● Directions:
Provide again, from the entries below, every line from the one containing "to use String." through the one containing "state transition error", exactly as written, and no other line.

(Stored data)
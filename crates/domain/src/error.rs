//! Unified error types for the domain layer
//!
//! Provides a common error type that can be used across all domain operations,
//! enabling consistent error handling without forcing callers to use String.

use thiserror::Error;

/// Unified error type for domain operations
#[derive(Debug, Error, Clone, PartialEq, Eq)]
pub enum DomainError {
    /// Validation failed (e.g., invalid field values)
    #[error("Validation failed: {0}")]
    Validation(String),

    /// Entity not found
    #[error("Entity not found: {entity_type} with id {id}")]
    NotFound {
        entity_type: &'static str,
        id: String,
    },

    /// Business rule violation
    #[error("Constraint violation: {0}")]
    Constraint(String),

    /// State transition not allowed
    #[error("Invalid state transition: {0}")]
    InvalidStateTransition(String),
}

impl DomainError {
    /// Creates a validation error for out-of-range or malformed input.
    ///
    /// Declined operations return this before any mutation takes place.
    pub fn validation(msg: impl Into<String>) -> Self {
        Self::Validation(msg.into())
    }

    /// Create a not found error
    pub fn not_found(entity_type: &'static str, id: impl Into<String>) -> Self {
        Self::NotFound {
            entity_type,
            id: id.into(),
        }
    }

    /// Create a constraint violation error
    pub fn constraint(msg: impl Into<String>) -> Self {
        Self::Constraint(msg.into())
    }

    /// Create an invalid state transition error
    pub fn invalid_state_transition(msg: impl Into<String>) -> Self {
        Self::InvalidStateTransition(msg.into())
    }
}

● Exercise solution:
//! enabling consistent error handling without forcing callers to use String.

use thiserror::Error;

/// Unified error type for domain operations
#[derive(Debug, Error, Clone, PartialEq, Eq)]
pub enum DomainError {
    /// Validation failed (e.g., invalid field values)
    #[error("Validation failed: {0}")]
    Validation(String),

    /// Entity not found
    #[error("Entity not found: {entity_type} with id {id}")]
    NotFound {
        entity_type: &'static str,
        id: String,
    },

    /// Business rule violation
    #[error("Constraint violation: {0}")]
    Constraint(String),

    /// State transition not allowed
    #[error("Invalid state transition: {0}")]
    InvalidStateTransition(String),
}

impl DomainError {
    /// Creates a validation error for out-of-range or malformed input.
    ///
    /// Declined operations return this before any mutation takes place.
    pub fn validation(msg: impl Into<String>) -> Self {
        Self::Validation(msg.into())
    }

    /// Create a not found error
    pub fn not_found(entity_type: &'static str, id: impl Into<String>) -> Self {
        Self::NotFound {
            entity_type,
            id: id.into(),
        }
    }

    /// Create a constraint violation error
    pub fn constraint(msg: impl Into<String>) -> Self {
        Self::Constraint(msg.into())
    }

    /// Create an invalid state transition error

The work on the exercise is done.